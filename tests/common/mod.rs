#![allow(dead_code)]

use std::net::SocketAddr;
use std::path::{Path, PathBuf};
use std::sync::atomic::{AtomicUsize, Ordering};
use std::sync::Arc;
use std::time::{Duration, SystemTime};

use image::{DynamicImage, Rgb, RgbImage};
use nazr_faces::error::Result;
use nazr_faces::models::face::{DetectedFace, DetectionModel, Embedding, FaceRegion};
use nazr_faces::pipeline::encoder::{open_image, DistanceScale, Encoder};
use nazr_faces::store::{EmbeddingStore, ReconcileOptions};
use nazr_faces::utils::config::Config;
use nazr_faces::AppState;
use tempfile::TempDir;

pub const ALICE: [u8; 3] = [50, 0, 0];
pub const ALICE_AGAIN: [u8; 3] = [52, 0, 0];
pub const BOB: [u8; 3] = [0, 50, 0];
pub const BOB_AGAIN: [u8; 3] = [0, 51, 0];
pub const CAROL: [u8; 3] = [0, 0, 90];
pub const NOBODY: [u8; 3] = [0, 0, 0];

/// Stand-in for the ONNX models.
///
/// Each photo is an 8x8 PNG split into a left and a right half. A black left
/// half means no face; otherwise the left half is one face and a right half
/// of a different color is a second face. A face's embedding is its color
/// divided by 100, zero padded to `dim`.
pub struct FakeEncoder {
    pub dim: usize,
    pub scale: DistanceScale,
    pub decodes: AtomicUsize,
    pub detections: AtomicUsize,
}

impl FakeEncoder {
    pub fn new() -> Self {
        Self::with_dim(3)
    }

    pub fn with_dim(dim: usize) -> Self {
        Self {
            dim,
            scale: DistanceScale::default(),
            decodes: AtomicUsize::new(0),
            detections: AtomicUsize::new(0),
        }
    }

    pub fn with_scale(scale: DistanceScale) -> Self {
        Self { scale, ..Self::new() }
    }

    pub fn decodes(&self) -> usize {
        self.decodes.load(Ordering::SeqCst)
    }

    pub fn detections(&self) -> usize {
        self.detections.load(Ordering::SeqCst)
    }

    fn embed(&self, color: Rgb<u8>) -> Embedding {
        let mut v: Vec<f32> = color.0.iter().map(|c| *c as f32 / 100.0).collect();
        v.resize(self.dim, 0.0);
        Embedding::new(v).unwrap()
    }
}

impl Encoder for FakeEncoder {
    fn decode_image(&self, path: &Path) -> Result<DynamicImage> {
        self.decodes.fetch_add(1, Ordering::SeqCst);
        open_image(path)
    }

    fn detect_and_encode(&self, image: &DynamicImage, _model: DetectionModel) -> Result<Vec<DetectedFace>> {
        self.detections.fetch_add(1, Ordering::SeqCst);
        let rgb = image.to_rgb8();
        let (w, h) = rgb.dimensions();
        let left = *rgb.get_pixel(0, 0);
        let right = *rgb.get_pixel(w - 1, h - 1);
        if left.0 == NOBODY {
            return Ok(Vec::new());
        }
        let half = w as f32 / 2.0;
        let mut faces = vec![DetectedFace {
            region: FaceRegion { x1: 0.0, y1: 0.0, x2: half, y2: h as f32, confidence: 0.9 },
            embedding: self.embed(left),
        }];
        if right != left {
            faces.push(DetectedFace {
                region: FaceRegion { x1: half, y1: 0.0, x2: w as f32, y2: h as f32, confidence: 0.8 },
                embedding: self.embed(right),
            });
        }
        Ok(faces)
    }

    fn distance_scale(&self) -> DistanceScale {
        self.scale
    }
}

/// Write an 8x8 PNG with one face (or none, for `NOBODY`).
pub fn write_face(path: &Path, color: [u8; 3]) {
    write_pair(path, color, color);
}

/// Write an 8x8 PNG with a face on each half.
pub fn write_pair(path: &Path, left: [u8; 3], right: [u8; 3]) {
    let img = RgbImage::from_fn(8, 8, |x, _| if x < 4 { Rgb(left) } else { Rgb(right) });
    img.save(path).unwrap();
}

pub fn write_garbage(path: &Path) {
    std::fs::write(path, b"definitely not an image").unwrap();
}

/// Pin a file's mtime so metadata comparisons do not depend on clock
/// granularity.
pub fn set_mtime(path: &Path, secs_since_epoch: u64) {
    let file = std::fs::File::options().write(true).open(path).unwrap();
    file.set_modified(SystemTime::UNIX_EPOCH + Duration::from_secs(secs_since_epoch)).unwrap();
}

pub struct TestLibrary {
    pub tmp: TempDir,
    pub library: PathBuf,
    pub data: PathBuf,
    pub store_path: PathBuf,
}

impl TestLibrary {
    pub fn new() -> Self {
        let tmp = TempDir::new().unwrap();
        let library = tmp.path().join("library");
        let data = tmp.path().join("data");
        std::fs::create_dir_all(&library).unwrap();
        std::fs::create_dir_all(&data).unwrap();
        let store_path = data.join("stores").join("library.db");
        Self { tmp, library, data, store_path }
    }

    pub fn photo(&self, name: &str) -> PathBuf {
        self.library.join(name)
    }

    pub fn open_store(&self) -> EmbeddingStore {
        EmbeddingStore::open(&self.store_path).unwrap()
    }
}

pub fn options() -> ReconcileOptions {
    ReconcileOptions { encode_threads: 2, ..Default::default() }
}

/// Config pointing every directory into `lib`'s temp dir.
pub fn test_config(lib: &TestLibrary) -> Config {
    let mut cfg = Config::from_env();
    cfg.library = lib.library.clone();
    cfg.data = lib.data.clone();
    cfg.results = lib.data.join("results");
    cfg.models_dir = lib.data.join("models");
    cfg.encode_threads = 2;
    cfg.face_auto_download = false;
    cfg
}

pub fn create_test_app_state(lib: &TestLibrary, encoder: Arc<FakeEncoder>) -> Arc<AppState> {
    let store = lib.open_store();
    Arc::new(AppState::new(test_config(lib), store, encoder))
}

/// Serve the router on an ephemeral port.
pub async fn spawn_server(state: Arc<AppState>) -> SocketAddr {
    let listener = tokio::net::TcpListener::bind("127.0.0.1:0").await.unwrap();
    let addr = listener.local_addr().unwrap();
    let app = nazr_faces::api::routes::router(state);
    tokio::spawn(async move {
        axum::serve(listener, app).await.unwrap();
    });
    addr
}

/// Helper to make HTTP requests to test server
pub struct TestClient {
    pub base_url: String,
    pub client: reqwest::Client,
}

impl TestClient {
    pub fn new(addr: SocketAddr) -> Self {
        Self {
            base_url: format!("http://{}", addr),
            client: reqwest::Client::new(),
        }
    }

    pub async fn get(&self, path: &str) -> reqwest::Result<reqwest::Response> {
        self.client.get(&format!("{}{}", self.base_url, path)).send().await
    }

    pub async fn post(&self, path: &str) -> reqwest::Result<reqwest::Response> {
        self.client.post(&format!("{}{}", self.base_url, path)).send().await
    }

    pub async fn delete(&self, path: &str) -> reqwest::Result<reqwest::Response> {
        self.client.delete(&format!("{}{}", self.base_url, path)).send().await
    }

    /// Upload `bytes` as the `sample_photo` field.
    pub async fn search(&self, query: &str, file_name: &str, bytes: Vec<u8>) -> reqwest::Result<reqwest::Response> {
        let part = reqwest::multipart::Part::bytes(bytes).file_name(file_name.to_string());
        let form = reqwest::multipart::Form::new().part("sample_photo", part);
        self.client
            .post(&format!("{}/search{}", self.base_url, query))
            .multipart(form)
            .send()
            .await
    }
}
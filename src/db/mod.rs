pub mod schema;
pub mod writer;
pub mod query;

use rusqlite::{Connection, ErrorCode};
use std::path::Path;
use std::time::Duration;

use crate::error::{FaceError, Result};

pub fn open_or_create<P: AsRef<Path>>(db_path: P, busy_timeout: Duration) -> Result<Connection> {
    let conn = Connection::open(db_path)?;
    schema::apply_pragmas(&conn, busy_timeout)?;
    schema::apply_schema(&conn)?;
    Ok(conn)
}

/// Whether an error means the file is unusable as a store (as opposed to
/// locked, missing permissions, or out of disk).
pub fn is_corruption(err: &FaceError) -> bool {
    match err {
        FaceError::StoreCorrupt(_) => true,
        FaceError::Store(rusqlite::Error::SqliteFailure(e, msg)) => {
            matches!(e.code, ErrorCode::NotADatabase | ErrorCode::DatabaseCorrupt)
                || msg
                    .as_deref()
                    .map(|m| m.contains("no such column") || m.contains("no such table"))
                    .unwrap_or(false)
        }
        FaceError::Store(rusqlite::Error::InvalidColumnType(..))
        | FaceError::Store(rusqlite::Error::FromSqlConversionFailure(..)) => true,
        _ => false,
    }
}
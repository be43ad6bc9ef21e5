pub mod api;
pub mod db;
pub mod error;
pub mod face;
pub mod materialize;
pub mod models;
pub mod pipeline;
pub mod stats;
pub mod store;
pub mod utils;

use std::path::PathBuf;
use std::sync::Arc;

use parking_lot::Mutex;

use crate::pipeline::encoder::Encoder;
use crate::store::EmbeddingStore;
use crate::utils::config::Config;

#[derive(Clone, Debug)]
pub struct AppPaths {
    pub library: PathBuf,
    pub data: PathBuf,
    pub results: PathBuf,
    pub uploads: PathBuf,
    pub store: PathBuf,
}

impl AppPaths {
    pub fn new(config: &Config, store: PathBuf) -> Self {
        Self {
            library: config.library.clone(),
            data: config.data.clone(),
            results: config.results.clone(),
            uploads: config.data.join("uploads"),
            store,
        }
    }
}

#[derive(Clone)]
pub struct AppState {
    pub started_at: std::time::Instant,
    pub config: Config,
    pub paths: AppPaths,
    pub stats: Arc<stats::Stats>,
    pub store: Arc<Mutex<EmbeddingStore>>,
    pub encoder: Arc<dyn Encoder>,
}

impl AppState {
    pub fn new(config: Config, store: EmbeddingStore, encoder: Arc<dyn Encoder>) -> Self {
        let paths = AppPaths::new(&config, store.path().to_path_buf());
        Self {
            started_at: std::time::Instant::now(),
            config,
            paths,
            stats: Arc::new(stats::Stats::new()),
            store: Arc::new(Mutex::new(store)),
            encoder,
        }
    }
}
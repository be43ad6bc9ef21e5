pub mod discover;
pub mod encoder;
pub mod hash;
#[cfg(feature = "facial-recognition")]
pub mod face;

use std::sync::Arc;

pub use discover::{scan_library, LibraryImage};
pub use encoder::{encode_file, Encoder};

use crate::utils::config::Config;

/// The encoder both binaries run with: SCRFD + ArcFace, models fetched into
/// `models_dir` on first start unless auto-download is off.
#[cfg(feature = "facial-recognition")]
pub async fn default_encoder(cfg: &Config) -> anyhow::Result<Arc<dyn Encoder>> {
    let mut encoder = face::OnnxEncoder::new(face::OnnxSettings {
        models_dir: cfg.models_dir.clone(),
        auto_download: cfg.face_auto_download,
        confidence_threshold: cfg.face_confidence_threshold,
        nms_iou_threshold: cfg.face_nms_iou_threshold,
    });
    encoder.initialize().await?;
    // Running without models would record every library photo as a failed
    // decode and eventually quarantine the whole library.
    if !encoder.is_ready() {
        anyhow::bail!("face models are not available in {:?}", cfg.models_dir);
    }
    Ok(Arc::new(encoder))
}

#[cfg(not(feature = "facial-recognition"))]
pub async fn default_encoder(_cfg: &Config) -> anyhow::Result<Arc<dyn Encoder>> {
    anyhow::bail!("built without the facial-recognition feature; no face encoder available")
}
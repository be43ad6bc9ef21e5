//! Matching and clustering over face embeddings. Callers hand in store
//! contents and get identifiers back; only `encode_query` reads a file.

pub mod cluster;
pub mod distance;
pub mod matcher;

pub use cluster::{cluster_images, collect_points, dbscan, Clustering, DbscanParams};
pub use matcher::{encode_query, find_matches, MatchIndex, DEFAULT_MATCH_THRESHOLD};
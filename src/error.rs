use std::path::PathBuf;

/// Errors raised by the face store, match and cluster engines.
///
/// Only `DimensionMismatch`, `InvalidParameter` and `Store` are meant to
/// reach the caller as hard failures. Decode failures are absorbed by
/// reconciliation, corruption is absorbed by `EmbeddingStore::open`, and
/// result copy failures are collected per file.
#[derive(Debug, thiserror::Error)]
pub enum FaceError {
    #[error("failed to decode image {path:?}: {reason}")]
    ImageDecode { path: PathBuf, reason: String },

    #[error("no face detected")]
    NoFaceDetected,

    #[error("embedding dimension mismatch: expected {expected}, got {actual}")]
    DimensionMismatch { expected: usize, actual: usize },

    #[error("embedding store is corrupt: {0}")]
    StoreCorrupt(String),

    #[error("failed to write result {path:?}: {source}")]
    ResultIo {
        path: PathBuf,
        #[source]
        source: std::io::Error,
    },

    #[error("encoder failure: {0}")]
    Encoder(String),

    #[error("invalid parameter: {0}")]
    InvalidParameter(String),

    #[error("store error: {0}")]
    Store(#[from] rusqlite::Error),

    #[error(transparent)]
    Io(#[from] std::io::Error),
}

impl FaceError {
    /// Failures the reconciler records and retries on a later run instead of
    /// aborting.
    pub fn is_retryable(&self) -> bool {
        matches!(self, FaceError::ImageDecode { .. } | FaceError::Encoder(_))
    }
}

pub type Result<T> = std::result::Result<T, FaceError>;
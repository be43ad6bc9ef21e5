use std::env;
use std::path::PathBuf;
use std::time::Duration;

use crate::face::cluster::{DbscanParams, DEFAULT_MIN_SAMPLES};
use crate::pipeline::encoder::DistanceScale;
use crate::models::face::{DetectionModel, FacesPerImage, InvalidationPolicy};
use crate::store::{ReconcileOptions, DEFAULT_MAX_DECODE_ATTEMPTS, DEFAULT_SCALE_FACTOR};

#[derive(Clone, Debug)]
pub struct Config {
    pub library: PathBuf,
    pub data: PathBuf,
    pub results: PathBuf,
    pub port: u16,
    /// Unset means the encoder's own scale.
    pub match_threshold: Option<f32>,
    pub scale_factor: f32,
    pub detection_model: DetectionModel,
    pub query_detection_model: DetectionModel,
    pub encode_threads: usize,
    pub invalidation: InvalidationPolicy,
    pub max_decode_attempts: u32,
    pub prune_missing: bool,
    pub busy_timeout_ms: u64,
    pub cluster_eps: Option<f32>,
    pub cluster_min_samples: usize,
    pub faces_per_image: FacesPerImage,
    pub organize_input: PathBuf,
    pub organize_output: PathBuf,
    pub models_dir: PathBuf,
    pub face_auto_download: bool,
    pub face_confidence_threshold: f32,
    pub face_nms_iou_threshold: f32,
}

fn parsed<T: std::str::FromStr>(key: &str, default: T) -> T {
    env::var(key).ok().and_then(|v| v.parse().ok()).unwrap_or(default)
}

fn optional<T: std::str::FromStr>(key: &str) -> Option<T> {
    env::var(key).ok().and_then(|v| v.parse().ok())
}

fn flag(key: &str, default: bool) -> bool {
    env::var(key)
        .map(|v| matches!(v.as_str(), "1" | "true" | "TRUE" | "yes"))
        .unwrap_or(default)
}

impl Config {
    pub fn from_env() -> Self {
        let library = env::var("NAZR_LIBRARY").unwrap_or_else(|_| "/photos".to_string());
        let data = PathBuf::from(env::var("NAZR_DATA").unwrap_or_else(|_| "/nazr-data".to_string()));
        let results = env::var("NAZR_RESULTS_DIR").map(PathBuf::from).unwrap_or_else(|_| data.join("results"));
        let models_dir = env::var("NAZR_MODELS_DIR").map(PathBuf::from).unwrap_or_else(|_| data.join("models"));
        let default_threads = std::thread::available_parallelism().map(|n| n.get()).unwrap_or(2);
        Self {
            library: PathBuf::from(library),
            results,
            port: parsed("NAZR_PORT", 9161),
            match_threshold: optional("NAZR_MATCH_THRESHOLD"),
            scale_factor: parsed("NAZR_SCALE_FACTOR", DEFAULT_SCALE_FACTOR),
            detection_model: parsed("NAZR_DETECTION_MODEL", DetectionModel::Fast),
            query_detection_model: parsed("NAZR_QUERY_DETECTION_MODEL", DetectionModel::Fast),
            encode_threads: parsed("NAZR_ENCODE_THREADS", default_threads).max(1),
            invalidation: parsed("NAZR_INVALIDATION", InvalidationPolicy::Never),
            max_decode_attempts: parsed("NAZR_MAX_DECODE_ATTEMPTS", DEFAULT_MAX_DECODE_ATTEMPTS),
            prune_missing: flag("NAZR_PRUNE_MISSING", false),
            busy_timeout_ms: parsed("NAZR_STORE_BUSY_TIMEOUT_MS", 30_000),
            cluster_eps: optional("NAZR_CLUSTER_EPS"),
            cluster_min_samples: parsed("NAZR_CLUSTER_MIN_SAMPLES", DEFAULT_MIN_SAMPLES),
            faces_per_image: parsed("NAZR_FACES_PER_IMAGE", FacesPerImage::First),
            organize_input: PathBuf::from(env::var("NAZR_ORGANIZE_INPUT").unwrap_or_else(|_| "input_photos".to_string())),
            organize_output: PathBuf::from(
                env::var("NAZR_ORGANIZE_OUTPUT").unwrap_or_else(|_| "output_clusters".to_string()),
            ),
            models_dir,
            face_auto_download: flag("NAZR_FACE_AUTO_DOWNLOAD", true),
            face_confidence_threshold: parsed("NAZR_FACE_CONFIDENCE_THRESHOLD", 0.20),
            face_nms_iou_threshold: parsed("NAZR_FACE_NMS_IOU_THRESHOLD", 0.4),
            data,
        }
    }

    pub fn reconcile_options(&self) -> ReconcileOptions {
        ReconcileOptions {
            scale_factor: self.scale_factor,
            detection_model: self.detection_model,
            encode_threads: self.encode_threads,
            invalidation: self.invalidation,
            max_decode_attempts: self.max_decode_attempts,
            prune_missing: self.prune_missing,
        }
    }

    pub fn match_threshold(&self, scale: DistanceScale) -> f32 {
        self.match_threshold.unwrap_or(scale.match_threshold)
    }

    pub fn dbscan_params(&self, scale: DistanceScale) -> DbscanParams {
        DbscanParams {
            eps: self.cluster_eps.unwrap_or(scale.cluster_eps),
            min_samples: self.cluster_min_samples,
        }
    }

    pub fn busy_timeout(&self) -> Duration {
        Duration::from_millis(self.busy_timeout_ms)
    }
}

- [WORK REQUIRED]
Show every line above where "TestClient" is found.

- [RESPONSE TO THE TASK]
pub struct TestClient {
impl TestClient {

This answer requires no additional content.